We review and extend earlier work dealing with the short-distance behavior of quantum electrodynamics. We show that if the renormalized photon propagator is asymptotically finite, then in the limit of zero fermion mass all of the single-fermion-loop $2n$-point functions, regarded as functions of the coupling constant, must have a common infinite-order zero. In the usual class of asymptotically finite solutions introduced by Gell-Mann and Low, the asymptotic coupling ${\alpha }_0$ is fixed to be this infinite-order zero and the physical coupling $\alpha <{\alpha }_0$ is a free parameter. We show that if the single-fermion-loop diagrams actually possess the required infinite-order zero, there is a unique, additional solution in which the physical coupling $\alpha$ is fixed to be the infinite-order zero. We conjecture that this is the solution chosen by nature.

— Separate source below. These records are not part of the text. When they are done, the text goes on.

//! Engine settings and the on-device filesystem layout.
//!
//! # Layout
//!
//! ```text
//! /data/adb/modules/zygisk-myinjector/   (module_dir)
//!   config.json                          (persisted document, mode 0644)
//!   so_files/<name>                      (payload storage, mode 0755)
//!   run/myinjector.sock                  (daemon socket)
//!   logs/daemon.log
//! /data/data/<package>/files/<name>      (deployment target)
//! ```
//!
//! Every field has a default; a settings file only overrides what it names.

use std::path::{Path, PathBuf};
use std::time::Duration;

use serde::{Deserialize, Serialize};

use crate::error::{io_err, CoreError};
use crate::types::PackageName;

pub const DEFAULT_MODULE_DIR: &str = "/data/adb/modules/zygisk-myinjector";
pub const DEFAULT_DATA_ROOT: &str = "/data/data";
pub const DEFAULT_SELINUX_LABEL: &str = "u:object_r:app_data_file:s0";
pub const DEFAULT_COMMAND_TIMEOUT_SECS: u64 = 30;
pub const SHELL_UID: u32 = 2000;
pub const ROOT_UID: u32 = 0;

/// How privileged commands are launched.
#[derive(Debug, Clone, Copy, PartialEq, Eq, Default, Serialize, Deserialize)]
#[serde(rename_all = "lowercase")]
pub enum PrivilegeMode {
    /// Wrap every command in `<su_binary> -c`.
    #[default]
    Su,
    /// Run through `sh -c`; the process is already root.
    Direct,
}

#[derive(Debug, Clone, PartialEq, Eq, Serialize, Deserialize)]
#[serde(default)]
pub struct EngineSettings {
    pub module_dir: PathBuf,
    /// Defaults to `<module_dir>/config.json`.
    pub config_file: Option<PathBuf>,
    /// Defaults to `<module_dir>/so_files`.
    pub payload_dir: Option<PathBuf>,
    pub data_root: PathBuf,
    /// Local scratch space for files handed to the privileged copy.
    pub staging_dir: PathBuf,
    pub command_timeout_secs: u64,
    pub su_binary: String,
    pub privilege: PrivilegeMode,
    /// Skip the `id -u` probe and treat the channel as root. For rigs where
    /// every target directory is writable by the current user.
    pub assume_root: bool,
    pub trusted_uids: Vec<u32>,
    pub selinux_label: String,
    /// Defaults to `<module_dir>/run`.
    pub run_dir: Option<PathBuf>,
    /// Defaults to `<module_dir>/logs`.
    pub log_dir: Option<PathBuf>,
}

impl Default for EngineSettings {
    fn default() -> Self {
        Self {
            module_dir: PathBuf::from(DEFAULT_MODULE_DIR),
            config_file: None,
            payload_dir: None,
            data_root: PathBuf::from(DEFAULT_DATA_ROOT),
            staging_dir: std::env::temp_dir().join("myinjector"),
            command_timeout_secs: DEFAULT_COMMAND_TIMEOUT_SECS,
            su_binary: "su".to_string(),
            privilege: PrivilegeMode::Su,
            assume_root: false,
            trusted_uids: vec![ROOT_UID, SHELL_UID],
            selinux_label: DEFAULT_SELINUX_LABEL.to_string(),
            run_dir: None,
            log_dir: None,
        }
    }
}

impl EngineSettings {
    /// Load settings from a YAML file. A missing file yields the defaults.
    pub fn load_at(path: &Path) -> Result<Self, CoreError> {
        if !path.exists() {
            log::debug!("no settings at {}, using defaults", path.display());
            return Ok(Self::default());
        }
        let contents = std::fs::read_to_string(path).map_err(|e| io_err(path, e))?;
        let settings: Self = serde_yaml::from_str(&contents).map_err(|e| CoreError::Settings {
            path: path.to_path_buf(),
            source: e,
        })?;
        settings.validate()?;
        Ok(settings)
    }

    /// Settings rooted at `root` instead of the device paths, with commands
    /// run directly. Used for local sandboxes and tests.
    pub fn rooted_at(root: &Path) -> Self {
        Self {
            module_dir: root.join("module"),
            data_root: root.join("data"),
            staging_dir: root.join("staging"),
            privilege: PrivilegeMode::Direct,
            ..Self::default()
        }
    }

    pub fn validate(&self) -> Result<(), CoreError> {
        if self.command_timeout_secs == 0 {
            return Err(CoreError::InvalidSetting {
                field: "command_timeout_secs",
                reason: "must be at least 1".to_string(),
            });
        }
        if self.su_binary.trim().is_empty() {
            return Err(CoreError::InvalidSetting {
                field: "su_binary",
                reason: "must not be empty".to_string(),
            });
        }
        Ok(())
    }

    pub fn command_timeout(&self) -> Duration {
        Duration::from_secs(self.command_timeout_secs)
    }

    pub fn config_file(&self) -> PathBuf {
        self.config_file
            .clone()
            .unwrap_or_else(|| self.module_dir.join("config.json"))
    }

    /// `<staging_dir>/config.lock`, shared by every process using these
    /// settings.
    pub fn document_lock_file(&self) -> PathBuf {
        self.staging_dir.join("config.lock")
    }

    pub fn payload_dir(&self) -> PathBuf {
        self.payload_dir
            .clone()
            .unwrap_or_else(|| self.module_dir.join("so_files"))
    }

    pub fn run_dir(&self) -> PathBuf {
        self.run_dir
            .clone()
            .unwrap_or_else(|| self.module_dir.join("run"))
    }

    pub fn log_dir(&self) -> PathBuf {
        self.log_dir
            .clone()
            .unwrap_or_else(|| self.module_dir.join("logs"))
    }

    /// `<payload_dir>/<name>`: pure, no I/O.
    pub fn stored_path_for(&self, name: &str) -> PathBuf {
        self.payload_dir().join(name)
    }

    /// `<data_root>/<package>`
    pub fn package_data_dir(&self, package: &PackageName) -> PathBuf {
        self.data_root.join(package.as_str())
    }

    /// `<data_root>/<package>/files`
    pub fn files_dir(&self, package: &PackageName) -> PathBuf {
        self.package_data_dir(package).join("files")
    }

    pub fn is_trusted_uid(&self, uid: u32) -> bool {
        self.trusted_uids.contains(&uid)
    }
}
impl FromStr for InjectionMethod {
    type Err = String;

    fn from_str(s: &str) -> Result<Self, Self::Err> {
        <Self as Choice>::parse(&s.to_ascii_lowercase()).ok_or_else(|| {
            format!("unknown injection method '{s}'; expected: standard, riru, custom_linker")
        })
    }
}

impl fmt::Display for InjectionMethod {
    fn fmt(&self, f: &mut fmt::Formatter<'_>) -> fmt::Result {
        f.write_str(self.as_str())
    }
}

/// Gadget interaction mode.
#[derive(Debug, Clone, Copy, PartialEq, Eq, Default, Serialize)]
#[serde(rename_all = "lowercase")]
pub enum GadgetMode {
    #[default]
    Server,
    Script,
}

impl Choice for GadgetMode {
    const FIELD: &'static str = "mode";

    fn parse(raw: &str) -> Option<Self> {
        match raw {
            "server" => Some(Self::Server),
            "script" => Some(Self::Script),
            _ => None,
        }
    }
}

impl GadgetMode {
    pub fn as_str(&self) -> &'static str {
        match self {
            GadgetMode::Server => "server",
            GadgetMode::Script => "script",
        }
    }
}

impl FromStr for GadgetMode {
    type Err = String;

    fn from_str(s: &str) -> Result<Self, Self::Err> {
        <Self as Choice>::parse(&s.to_ascii_lowercase())
            .ok_or_else(|| format!("unknown gadget mode '{s}'; expected: server, script"))
    }
}

/// Listener behavior when the configured port is taken.
#[derive(Debug, Clone, Copy, PartialEq, Eq, Default, Serialize)]
#[serde(rename_all = "kebab-case")]
pub enum PortConflict {
    #[default]
    Fail,
    PickNext,
}

impl PortConflict {
    pub fn as_str(&self) -> &'static str {
        match self {
            PortConflict::Fail => "fail",
            PortConflict::PickNext => "pick-next",
        }
    }
}

impl Choice for PortConflict {
    const FIELD: &'static str = "onPortConflict";

    fn parse(raw: &str) -> Option<Self> {
        match raw {
            "fail" => Some(Self::Fail),
            "pick-next" => Some(Self::PickNext),
            _ => None,
        }
    }
}

impl FromStr for PortConflict {
    type Err = String;

    fn from_str(s: &str) -> Result<Self, Self::Err> {
        <Self as Choice>::parse(&s.to_ascii_lowercase())
            .ok_or_else(|| format!("unknown port conflict policy '{s}'; expected: fail, pick-next"))
    }
}

/// Whether the gadget blocks process start-up until a client attaches.
#[derive(Debug, Clone, Copy, PartialEq, Eq, Default, Serialize)]
#[serde(rename_all = "lowercase")]
pub enum OnLoad {
    #[default]
    Wait,
    Resume,
}

impl OnLoad {
    pub fn as_str(&self) -> &'static str {
        match self {
            OnLoad::Wait => "wait",
            OnLoad::Resume => "resume",
        }
    }
}

impl Choice for OnLoad {
    const FIELD: &'static str = "onLoad";

    fn parse(raw: &str) -> Option<Self> {
        match raw {
            "wait" => Some(Self::Wait),
            "resume" => Some(Self::Resume),
            _ => None,
        }
    }
}

impl FromStr for OnLoad {
    type Err = String;

    fn from_str(s: &str) -> Result<Self, Self::Err> {
        <Self as Choice>::parse(&s.to_ascii_lowercase())
            .ok_or_else(|| format!("unknown on-load policy '{s}'; expected: wait, resume"))
    }
}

According to our conjecture, the fine-structure constant is determined by the eigenvalue condition $F^{\mathrm{}\left[1\right]\mathrm{}}\left(\alpha \right)=0\mathrm{}$, where $F^{\mathrm{}\left[1\right]\mathrm{}}$ is a function related to the single-fermion-loop vacuum-polarization diagrams. The eigenvalue condition is independent of the number of fundamental fermion species which are assumed to be present.